Pull from the data below each line where the word "length" occurs, and copy it.

Data shown —

☆ ☆ ☆

//! Webhook message types.

use std::fmt;

use serde::{Deserialize, Serialize};

use crate::routing::{EnvironmentContext, MailAddress};

/// Kind of provider notification being relayed.
#[derive(Debug, Clone, Copy, PartialEq, Eq, Serialize, Deserialize)]
pub enum NotificationType {
    Bounce,
    Delivery,
    Complaint,
}

impl fmt::Display for NotificationType {
    fn fmt(&self, f: &mut fmt::Formatter<'_>) -> fmt::Result {
        let name = match self {
            NotificationType::Bounce => "Bounce",
            NotificationType::Delivery => "Delivery",
            NotificationType::Complaint => "Complaint",
        };
        f.write_str(name)
    }
}

/// Body of the tenant webhook call.
///
/// Built once per notification event and sent at most once.
#[derive(Debug, Clone, PartialEq, Eq, Serialize, Deserialize)]
#[serde(rename_all = "camelCase")]
pub struct DeliveryNotification {
    pub message_id: String,
    #[serde(rename = "type")]
    pub notification_type: NotificationType,
    /// Tenant address the original message was sent from
    pub email: MailAddress,
    pub recipients: Vec<MailAddress>,
    pub tenant: String,
    pub env: String,
}

impl DeliveryNotification {
    pub fn new(
        message_id: String,
        notification_type: NotificationType,
        email: MailAddress,
        recipients: Vec<MailAddress>,
        ctx: &EnvironmentContext,
    ) -> Self {
        Self {
            message_id,
            notification_type,
            email,
            recipients,
            tenant: ctx.tenant.clone(),
            env: ctx.environment.to_string(),
        }
    }
}

#[cfg(test)]
mod tests {
    use super::*;
    use crate::routing::resolve;
    use crate::Config;

    #[test]
    fn test_webhook_body_shape() {
        let source = MailAddress::parse("bayarea@red.mail.reva.tech").unwrap();
        let recipient = MailAddress::parse("jane@gmail.com").unwrap();
        let ctx = resolve(&Config::default(), &source, &recipient);

        let notification = DeliveryNotification::new(
            "msg-1".to_string(),
            NotificationType::Bounce,
            source,
            vec![recipient],
            &ctx,
        );

        let json = serde_json::to_value(&notification).unwrap();
        assert_eq!(
            json,
            serde_json::json!({
                "messageId": "msg-1",
                "type": "Bounce",
                "email": "bayarea@red.mail.reva.tech",
                "recipients": ["jane@gmail.com"],
                "tenant": "red",
                "env": "prod",
            })
        );
    }
}
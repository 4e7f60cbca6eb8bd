use std::time::Duration;

/// Session tunables.
///
/// The defaults match the protocol's conventional values; sessions on both
/// sides of a connection do not need to agree on them, except that a
/// sender honouring a larger `max_message_size` than its peer accepts will
/// have the session terminated by that peer.
#[derive(Debug, Clone)]
pub struct Config {
    /// Upper bound on one frame's payload, in bytes.
    pub max_message_size: usize,
    /// Target number of per-direction buffer slots. The actual count may
    /// be lower when the memory manager declines reservations.
    pub max_buffers: usize,
    /// How long the receive loop tolerates a slow consumer stalling it
    /// before resetting the offending stream.
    pub receive_timeout: Duration,
    /// Budget for emitting a Close or Reset frame before giving up.
    pub reset_stream_timeout: Duration,
    /// Maximum delay the send loop may introduce to batch adjacent frames
    /// into one transport write.
    pub write_coalesce_delay: Duration,
}

impl Default for Config {
    fn default() -> Self {
        Self {
            max_message_size: 1 << 20,
            max_buffers: 4,
            receive_timeout: Duration::from_secs(5),
            reset_stream_timeout: Duration::from_secs(120),
            write_coalesce_delay: Duration::from_micros(100),
        }
    }
}

#[cfg(test)]
mod tests {
    use super::*;

    #[test]
    fn defaults_match_protocol_conventions() {
        let config = Config::default();
        assert_eq!(config.max_message_size, 1 << 20);
        assert_eq!(config.max_buffers, 4);
        assert_eq!(config.receive_timeout, Duration::from_secs(5));
        assert_eq!(config.reset_stream_timeout, Duration::from_secs(120));
        assert_eq!(config.write_coalesce_delay, Duration::from_micros(100));
    }
}
use std::collections::VecDeque;
use std::sync::Mutex;

use tokio::sync::{Notify, OwnedSemaphorePermit};

use crate::pool::PooledBuf;

/// One inbound message as queued for a stream's reader.
///
/// A non-empty chunk owns a pooled buffer and the inbound slot permit that
/// was acquired for it; both are released when the chunk is dropped, on
/// whichever path drops it. Zero-length messages carry neither.
pub(crate) struct InboundChunk {
    data: Option<PooledBuf>,
    _permit: Option<OwnedSemaphorePermit>,
}

impl InboundChunk {
    pub(crate) fn new(data: PooledBuf, permit: OwnedSemaphorePermit) -> Self {
        Self {
            data: Some(data),
            _permit: Some(permit),
        }
    }

    pub(crate) fn empty() -> Self {
        Self {
            data: None,
            _permit: None,
        }
    }

    pub(crate) fn bytes(&self) -> &[u8] {
        self.data.as_deref().unwrap_or(&[])
    }

    pub(crate) fn len(&self) -> usize {
        self.bytes().len()
    }
}

struct QueueState {
    chunks: VecDeque<InboundChunk>,
    /// EOF mark: set at most once, by remote close or session cleanup.
    closed: bool,
    /// Cancellation mark: queued chunks were discarded and no more are
    /// accepted.
    purged: bool,
}

/// Bounded single-producer single-consumer queue of inbound chunks.
///
/// The receive loop pushes, the stream's reader pops. Unlike a plain
/// channel, the producer side can purge it: cancellation must drop the
/// queued chunks so their slot permits return to the session's inbound
/// budget instead of being pinned by a reader that will never come back.
pub(crate) struct DataQueue {
    capacity: usize,
    state: Mutex<QueueState>,
    readable: Notify,
    writable: Notify,
}

impl DataQueue {
    pub(crate) fn new(capacity: usize) -> Self {
        Self {
            capacity,
            state: Mutex::new(QueueState {
                chunks: VecDeque::new(),
                closed: false,
                purged: false,
            }),
            readable: Notify::new(),
            writable: Notify::new(),
        }
    }

    /// Hand a chunk to the reader, waiting for queue space.
    ///
    /// Returns `Err` when the queue is closed or purged; the chunk is
    /// dropped (releasing its buffer and permit) in that case.
    pub(crate) async fn push(&self, chunk: InboundChunk) -> Result<(), ()> {
        let mut chunk = Some(chunk);
        loop {
            let full = {
                let mut state = self.state.lock().unwrap();
                if state.closed || state.purged {
                    return Err(());
                }
                if state.chunks.len() < self.capacity {
                    state.chunks.push_back(chunk.take().unwrap_or_else(InboundChunk::empty));
                    None
                } else {
                    Some(self.writable.notified())
                }
            };
            match full {
                None => {
                    self.readable.notify_one();
                    return Ok(());
                }
                Some(notified) => notified.await,
            }
        }
    }

    /// Next chunk in arrival order; `None` once the queue is closed and
    /// drained, or purged.
    pub(crate) async fn pop(&self) -> Option<InboundChunk> {
        loop {
            let empty = {
                let mut state = self.state.lock().unwrap();
                if let Some(chunk) = state.chunks.pop_front() {
                    drop(state);
                    self.writable.notify_one();
                    return Some(chunk);
                }
                if state.closed || state.purged {
                    return None;
                }
                self.readable.notified()
            };
            empty.await;
        }
    }

    /// Number of chunks currently queued.
    pub(crate) fn len(&self) -> usize {
        self.state.lock().unwrap().chunks.len()
    }

    /// Mark EOF. Queued chunks stay readable; `push` fails afterwards.
    /// Returns true only on the first call.
    pub(crate) fn close(&self) -> bool {
        let transitioned = {
            let mut state = self.state.lock().unwrap();
            if state.closed {
                false
            } else {
                state.closed = true;
                true
            }
        };
        if transitioned {
            self.readable.notify_one();
        }
        transitioned
    }

    /// Discard everything queued and refuse further pushes.
    ///
    /// Dropping the chunks returns their buffers and slot permits.
    pub(crate) fn purge(&self) {
        let discarded: Vec<InboundChunk> = {
            let mut state = self.state.lock().unwrap();
            state.purged = true;
            state.chunks.drain(..).collect()
        };
        drop(discarded);
        self.readable.notify_one();
        self.writable.notify_one();
    }
}

#[cfg(test)]
mod tests {
    use super::*;
    use crate::pool::{BufferPool, SlabPool};
    use std::sync::Arc;
    use std::time::Duration;
    use tokio::sync::Semaphore;

    fn chunk(pool: &Arc<dyn BufferPool>, semaphore: &Arc<Semaphore>, byte: u8) -> InboundChunk {
        let permit = semaphore.clone().try_acquire_owned().unwrap();
        let mut data = PooledBuf::get(pool, 1);
        data[0] = byte;
        InboundChunk::new(data, permit)
    }

    fn test_pool() -> Arc<dyn BufferPool> {
        Arc::new(SlabPool::new())
    }

    #[tokio::test]
    async fn delivers_chunks_in_order() {
        let pool = test_pool();
        let semaphore = Arc::new(Semaphore::new(4));
        let queue = DataQueue::new(4);

        for byte in [1u8, 2, 3] {
            queue.push(chunk(&pool, &semaphore, byte)).await.unwrap();
        }
        for byte in [1u8, 2, 3] {
            let got = queue.pop().await.unwrap();
            assert_eq!(got.bytes(), &[byte]);
        }
    }

    #[tokio::test]
    async fn close_signals_eof_after_drain() {
        let pool = test_pool();
        let semaphore = Arc::new(Semaphore::new(4));
        let queue = DataQueue::new(4);

        queue.push(chunk(&pool, &semaphore, 9)).await.unwrap();
        assert!(queue.close());
        assert!(!queue.close());

        // Buffered data still readable, then EOF.
        assert_eq!(queue.pop().await.unwrap().bytes(), &[9]);
        assert!(queue.pop().await.is_none());

        // Pushes after close are refused.
        assert!(queue.push(chunk(&pool, &semaphore, 1)).await.is_err());
    }

    #[tokio::test]
    async fn push_blocks_at_capacity_until_pop() {
        let pool = test_pool();
        let semaphore = Arc::new(Semaphore::new(4));
        let queue = Arc::new(DataQueue::new(2));

        queue.push(chunk(&pool, &semaphore, 1)).await.unwrap();
        queue.push(chunk(&pool, &semaphore, 2)).await.unwrap();

        let blocked = {
            let queue = queue.clone();
            let third = chunk(&pool, &semaphore, 3);
            tokio::spawn(async move { queue.push(third).await })
        };
        tokio::time::sleep(Duration::from_millis(20)).await;
        assert!(!blocked.is_finished(), "push past capacity must wait");

        assert_eq!(queue.pop().await.unwrap().bytes(), &[1]);
        tokio::time::timeout(Duration::from_secs(1), blocked)
            .await
            .expect("push should proceed after pop")
            .unwrap()
            .unwrap();
    }

    #[tokio::test]
    async fn purge_returns_slot_permits() {
        let pool = test_pool();
        let semaphore = Arc::new(Semaphore::new(4));
        let queue = DataQueue::new(4);

        for byte in 0..4u8 {
            queue.push(chunk(&pool, &semaphore, byte)).await.unwrap();
        }
        assert_eq!(semaphore.available_permits(), 0);

        queue.purge();
        assert_eq!(semaphore.available_permits(), 4);

        assert!(queue.pop().await.is_none());
        assert!(queue.push(chunk(&pool, &semaphore, 1)).await.is_err());
    }
}
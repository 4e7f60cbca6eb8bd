use std::ops::{Deref, DerefMut};
use std::sync::Arc;
use std::sync::Mutex;

/// External capability that hands out and takes back byte buffers.
///
/// `get` returns a buffer of length exactly `len` whose capacity may
/// exceed it; `put` accepts any buffer back, including ones the pool did
/// not create. Neither call blocks.
pub trait BufferPool: Send + Sync {
    fn get(&self, len: usize) -> Vec<u8>;
    fn put(&self, buf: Vec<u8>);
}

const POOLED_PER_CLASS: usize = 8;

/// Power-of-two size-classed buffer pool.
///
/// Buffers are binned by capacity; `get` serves a request from the
/// smallest class that fits, so a recycled buffer never reallocates when
/// resized to the requested length. Each class keeps a handful of buffers
/// and drops the rest, bounding idle memory.
pub struct SlabPool {
    classes: [Mutex<Vec<Vec<u8>>>; usize::BITS as usize],
}

impl SlabPool {
    pub fn new() -> Self {
        Self {
            classes: std::array::from_fn(|_| Mutex::new(Vec::new())),
        }
    }

    fn class_for_request(len: usize) -> usize {
        len.max(1).next_power_of_two().trailing_zeros() as usize
    }

    fn class_for_capacity(capacity: usize) -> usize {
        (usize::BITS - 1 - capacity.leading_zeros()) as usize
    }
}

impl Default for SlabPool {
    fn default() -> Self {
        Self::new()
    }
}

impl BufferPool for SlabPool {
    fn get(&self, len: usize) -> Vec<u8> {
        let class = Self::class_for_request(len);
        let recycled = self.classes[class].lock().unwrap().pop();
        let mut buf = recycled.unwrap_or_else(|| Vec::with_capacity(1 << class));
        buf.resize(len, 0);
        buf
    }

    fn put(&self, mut buf: Vec<u8>) {
        if buf.capacity() == 0 {
            return;
        }
        let class = Self::class_for_capacity(buf.capacity());
        let mut shelf = self.classes[class].lock().unwrap();
        if shelf.len() < POOLED_PER_CLASS {
            buf.clear();
            shelf.push(buf);
        }
    }
}

/// A buffer borrowed from a [`BufferPool`], returned to it on drop.
pub(crate) struct PooledBuf {
    buf: Vec<u8>,
    pool: Arc<dyn BufferPool>,
}

impl PooledBuf {
    pub(crate) fn get(pool: &Arc<dyn BufferPool>, len: usize) -> Self {
        Self {
            buf: pool.get(len),
            pool: pool.clone(),
        }
    }

    pub(crate) fn vec_mut(&mut self) -> &mut Vec<u8> {
        &mut self.buf
    }
}

impl Deref for PooledBuf {
    type Target = [u8];

    fn deref(&self) -> &[u8] {
        &self.buf
    }
}

impl DerefMut for PooledBuf {
    fn deref_mut(&mut self) -> &mut [u8] {
        &mut self.buf
    }
}

impl Drop for PooledBuf {
    fn drop(&mut self) {
        self.pool.put(std::mem::take(&mut self.buf));
    }
}

impl std::fmt::Debug for PooledBuf {
    fn fmt(&self, f: &mut std::fmt::Formatter<'_>) -> std::fmt::Result {
        f.debug_struct("PooledBuf").field("len", &self.buf.len()).finish()
    }
}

☆ ☆ ☆

Solution for this task —
/// whichever path drops it. Zero-length messages carry neither.
/// `get` returns a buffer of length exactly `len` whose capacity may
/// resized to the requested length. Each class keeps a handful of buffers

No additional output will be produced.